— What you will do —
The lines wanted are those in the data below that include "VerboseFailure".
########
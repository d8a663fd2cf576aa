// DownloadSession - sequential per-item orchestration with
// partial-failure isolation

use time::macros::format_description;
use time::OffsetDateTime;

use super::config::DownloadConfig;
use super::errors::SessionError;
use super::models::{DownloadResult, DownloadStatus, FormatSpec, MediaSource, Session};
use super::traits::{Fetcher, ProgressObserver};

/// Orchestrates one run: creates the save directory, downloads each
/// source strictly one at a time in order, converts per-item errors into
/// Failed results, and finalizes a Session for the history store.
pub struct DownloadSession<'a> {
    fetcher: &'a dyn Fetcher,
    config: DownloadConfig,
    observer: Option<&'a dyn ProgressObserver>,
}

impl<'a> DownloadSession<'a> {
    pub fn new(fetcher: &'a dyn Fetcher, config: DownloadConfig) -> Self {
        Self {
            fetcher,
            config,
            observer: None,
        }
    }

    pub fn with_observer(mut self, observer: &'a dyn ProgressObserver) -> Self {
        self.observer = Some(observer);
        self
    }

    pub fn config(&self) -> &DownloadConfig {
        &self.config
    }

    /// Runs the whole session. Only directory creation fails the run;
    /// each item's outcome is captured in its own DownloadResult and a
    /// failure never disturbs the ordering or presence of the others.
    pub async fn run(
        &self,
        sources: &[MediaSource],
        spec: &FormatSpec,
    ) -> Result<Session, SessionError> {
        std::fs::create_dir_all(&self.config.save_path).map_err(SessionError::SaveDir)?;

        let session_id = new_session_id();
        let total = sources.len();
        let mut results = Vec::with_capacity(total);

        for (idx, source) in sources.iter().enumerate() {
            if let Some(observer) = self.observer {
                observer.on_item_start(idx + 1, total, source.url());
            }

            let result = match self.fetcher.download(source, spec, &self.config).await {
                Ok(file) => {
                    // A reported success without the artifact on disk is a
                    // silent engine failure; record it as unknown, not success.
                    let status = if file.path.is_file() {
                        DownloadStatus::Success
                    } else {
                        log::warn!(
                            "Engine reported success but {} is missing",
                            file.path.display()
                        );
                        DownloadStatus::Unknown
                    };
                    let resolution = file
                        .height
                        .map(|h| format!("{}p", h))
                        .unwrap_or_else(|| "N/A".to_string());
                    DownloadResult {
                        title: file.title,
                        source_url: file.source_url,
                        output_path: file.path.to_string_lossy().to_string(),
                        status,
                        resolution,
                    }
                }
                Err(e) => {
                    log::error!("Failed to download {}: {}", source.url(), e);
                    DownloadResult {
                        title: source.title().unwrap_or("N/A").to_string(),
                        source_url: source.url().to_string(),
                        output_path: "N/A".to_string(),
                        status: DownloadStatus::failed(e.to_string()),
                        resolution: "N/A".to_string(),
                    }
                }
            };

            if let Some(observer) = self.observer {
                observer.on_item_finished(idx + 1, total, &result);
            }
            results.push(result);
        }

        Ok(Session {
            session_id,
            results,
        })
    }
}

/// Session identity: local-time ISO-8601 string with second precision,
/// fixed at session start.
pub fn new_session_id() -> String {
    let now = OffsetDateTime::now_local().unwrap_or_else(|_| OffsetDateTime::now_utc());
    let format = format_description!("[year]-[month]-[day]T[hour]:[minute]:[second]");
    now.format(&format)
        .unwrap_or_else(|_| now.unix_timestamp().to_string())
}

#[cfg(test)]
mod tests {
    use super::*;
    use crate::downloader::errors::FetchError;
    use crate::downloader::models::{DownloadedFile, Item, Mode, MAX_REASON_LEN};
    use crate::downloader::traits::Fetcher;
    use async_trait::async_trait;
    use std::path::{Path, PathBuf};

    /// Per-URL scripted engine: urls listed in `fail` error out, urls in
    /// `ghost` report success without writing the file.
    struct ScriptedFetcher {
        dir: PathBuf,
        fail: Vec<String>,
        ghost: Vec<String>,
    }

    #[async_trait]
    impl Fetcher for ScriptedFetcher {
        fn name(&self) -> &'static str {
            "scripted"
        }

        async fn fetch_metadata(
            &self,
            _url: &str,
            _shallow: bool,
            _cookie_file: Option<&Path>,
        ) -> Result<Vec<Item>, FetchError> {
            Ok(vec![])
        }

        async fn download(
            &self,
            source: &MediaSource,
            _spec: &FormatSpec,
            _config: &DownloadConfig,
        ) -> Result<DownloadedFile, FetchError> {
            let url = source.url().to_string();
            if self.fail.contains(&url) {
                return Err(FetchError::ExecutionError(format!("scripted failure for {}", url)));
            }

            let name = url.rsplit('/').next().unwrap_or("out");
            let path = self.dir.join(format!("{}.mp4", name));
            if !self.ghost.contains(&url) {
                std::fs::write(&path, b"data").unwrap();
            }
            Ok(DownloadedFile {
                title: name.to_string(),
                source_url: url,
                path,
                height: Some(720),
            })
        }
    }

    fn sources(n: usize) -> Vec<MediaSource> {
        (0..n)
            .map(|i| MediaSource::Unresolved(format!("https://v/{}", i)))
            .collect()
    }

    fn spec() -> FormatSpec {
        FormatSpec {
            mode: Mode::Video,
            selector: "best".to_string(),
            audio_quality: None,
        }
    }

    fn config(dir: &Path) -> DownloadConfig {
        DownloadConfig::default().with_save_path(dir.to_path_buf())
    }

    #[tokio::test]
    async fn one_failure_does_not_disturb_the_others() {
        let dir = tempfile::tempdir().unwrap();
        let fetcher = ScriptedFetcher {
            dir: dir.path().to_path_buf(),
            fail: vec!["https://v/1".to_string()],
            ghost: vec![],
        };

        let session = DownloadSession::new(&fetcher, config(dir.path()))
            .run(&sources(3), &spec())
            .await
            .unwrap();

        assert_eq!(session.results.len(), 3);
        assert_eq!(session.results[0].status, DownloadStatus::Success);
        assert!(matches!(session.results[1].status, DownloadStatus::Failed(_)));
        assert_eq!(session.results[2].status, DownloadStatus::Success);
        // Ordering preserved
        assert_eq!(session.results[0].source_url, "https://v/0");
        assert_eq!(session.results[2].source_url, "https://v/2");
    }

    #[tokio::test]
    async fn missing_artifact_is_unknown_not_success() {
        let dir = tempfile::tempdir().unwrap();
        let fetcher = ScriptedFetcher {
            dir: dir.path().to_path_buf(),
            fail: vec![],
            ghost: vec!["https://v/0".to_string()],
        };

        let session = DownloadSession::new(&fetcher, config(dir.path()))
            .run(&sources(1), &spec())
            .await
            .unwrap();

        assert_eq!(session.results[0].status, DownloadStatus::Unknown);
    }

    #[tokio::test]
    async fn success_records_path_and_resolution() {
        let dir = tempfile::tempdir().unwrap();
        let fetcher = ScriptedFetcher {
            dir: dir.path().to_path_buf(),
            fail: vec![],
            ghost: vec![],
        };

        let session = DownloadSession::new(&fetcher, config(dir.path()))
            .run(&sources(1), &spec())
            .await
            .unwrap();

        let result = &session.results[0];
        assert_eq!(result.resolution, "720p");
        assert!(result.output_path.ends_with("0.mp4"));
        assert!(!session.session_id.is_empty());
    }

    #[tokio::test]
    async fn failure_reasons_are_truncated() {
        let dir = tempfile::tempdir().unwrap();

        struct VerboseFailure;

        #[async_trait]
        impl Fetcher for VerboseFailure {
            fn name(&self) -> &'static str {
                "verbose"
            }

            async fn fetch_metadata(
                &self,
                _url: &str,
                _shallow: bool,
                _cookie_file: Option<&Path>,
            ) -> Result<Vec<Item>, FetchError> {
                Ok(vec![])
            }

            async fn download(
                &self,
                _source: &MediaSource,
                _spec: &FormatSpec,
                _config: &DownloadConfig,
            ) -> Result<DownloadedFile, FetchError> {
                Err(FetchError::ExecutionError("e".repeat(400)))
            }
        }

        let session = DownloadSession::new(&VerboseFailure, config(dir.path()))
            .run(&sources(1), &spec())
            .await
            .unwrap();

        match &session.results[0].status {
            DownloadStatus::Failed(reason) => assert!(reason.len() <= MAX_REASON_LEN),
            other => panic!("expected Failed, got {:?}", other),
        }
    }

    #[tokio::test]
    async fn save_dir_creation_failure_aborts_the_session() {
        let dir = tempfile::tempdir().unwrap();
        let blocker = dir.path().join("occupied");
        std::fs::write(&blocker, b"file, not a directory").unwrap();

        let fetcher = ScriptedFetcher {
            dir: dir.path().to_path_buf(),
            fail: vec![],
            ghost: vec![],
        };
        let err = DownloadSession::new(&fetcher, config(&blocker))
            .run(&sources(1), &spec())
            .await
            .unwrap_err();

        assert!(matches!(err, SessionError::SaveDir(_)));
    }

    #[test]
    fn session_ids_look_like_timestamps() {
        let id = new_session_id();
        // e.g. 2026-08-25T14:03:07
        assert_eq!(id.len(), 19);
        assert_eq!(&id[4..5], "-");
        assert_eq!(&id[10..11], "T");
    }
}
########
— Task answer —
        struct VerboseFailure;
        impl Fetcher for VerboseFailure {
        let session = DownloadSession::new(&VerboseFailure, config(dir.path()))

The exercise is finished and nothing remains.